▶ [Task item]:
Search the records for the word "fixed" and report each line that has it.
Source material Block Start
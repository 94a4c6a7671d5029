//! Error types for Portico.
//!
//! [`PorticoError`] covers the failure kinds this layer produces:
//! client-caused input validation failures (HTTP 400), server-authoring
//! response validation failures (HTTP 500), and internal faults such as a
//! chain composed without a terminal stage. Every error is converted to an
//! HTTP response inside the stage that detects it; nothing propagates to the
//! routing engine uncaught.

use crate::schema::SchemaIssues;
use crate::types::{Response, ResponseExt};
use http::StatusCode;
use thiserror::Error;

/// Standard error type for the route chain.
#[derive(Error, Debug)]
pub enum PorticoError {
    /// An input target failed validation. Client-caused, maps to 400.
    #[error("Validation error on {target}: {issues}")]
    Validation {
        /// Which input target failed.
        target: &'static str,
        /// The structured issues from the schema contract.
        #[source]
        issues: SchemaIssues,
    },

    /// The handler's response violated its declared schema. Server-authoring
    /// bug, maps to 500 with a fixed message; the cause stays internal.
    #[error("Response validation failed!")]
    ResponseValidation {
        /// The underlying validation failure, kept for diagnostics only.
        #[source]
        cause: Box<dyn std::error::Error + Send + Sync>,
    },

    /// An unexpected internal error.
    #[error("Internal error: {message}")]
    Internal {
        /// Human-readable error message.
        message: String,
    },
}

impl PorticoError {
    /// Creates an input validation error for a target.
    #[must_use]
    pub fn validation(target: &'static str, issues: SchemaIssues) -> Self {
        Self::Validation { target, issues }
    }

    /// Creates a response validation error wrapping its cause.
    #[must_use]
    pub fn response_validation(
        cause: impl Into<Box<dyn std::error::Error + Send + Sync>>,
    ) -> Self {
        Self::ResponseValidation {
            cause: cause.into(),
        }
    }

    /// Creates an internal error.
    #[must_use]
    pub fn internal(message: impl Into<String>) -> Self {
        Self::Internal {
            message: message.into(),
        }
    }

    /// Returns the HTTP status code for this error.
    #[must_use]
    pub const fn status_code(&self) -> StatusCode {
        match self {
            Self::Validation { .. } => StatusCode::BAD_REQUEST,
            Self::ResponseValidation { .. } | Self::Internal { .. } => {
                StatusCode::INTERNAL_SERVER_ERROR
            }
        }
    }

    /// Returns the machine-readable error code for the envelope.
    #[must_use]
    pub const fn code(&self) -> &'static str {
        match self {
            Self::Validation { .. } => "VALIDATION_ERROR",
            Self::ResponseValidation { .. } => "RESPONSE_VALIDATION",
            Self::Internal { .. } => "INTERNAL_ERROR",
        }
    }

    /// Converts this error into its HTTP response.
    ///
    /// Validation errors carry their issue list in the envelope; response
    /// validation errors expose only the fixed message, never the cause.
    #[must_use]
    pub fn into_response(self) -> Response {
        match &self {
            Self::Validation { target, issues } => {
                let body = serde_json::json!({
                    "error": {
                        "code": self.code(),
                        "message": format!("Request validation failed for {target}"),
                        "issues": issues.issues(),
                    }
                });
                http::Response::builder()
                    .status(self.status_code())
                    .header(http::header::CONTENT_TYPE, "application/json")
                    .body(bytes::Bytes::from(body.to_string()))
                    .expect("failed to build validation error response")
            }
            _ => Response::json_error(self.status_code(), self.code(), &self.to_string()),
        }
    }
}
Source material Block End
▶ [The answer]:
    /// bug, maps to 500 with a fixed message; the cause stays internal.
    /// validation errors expose only the fixed message, never the cause.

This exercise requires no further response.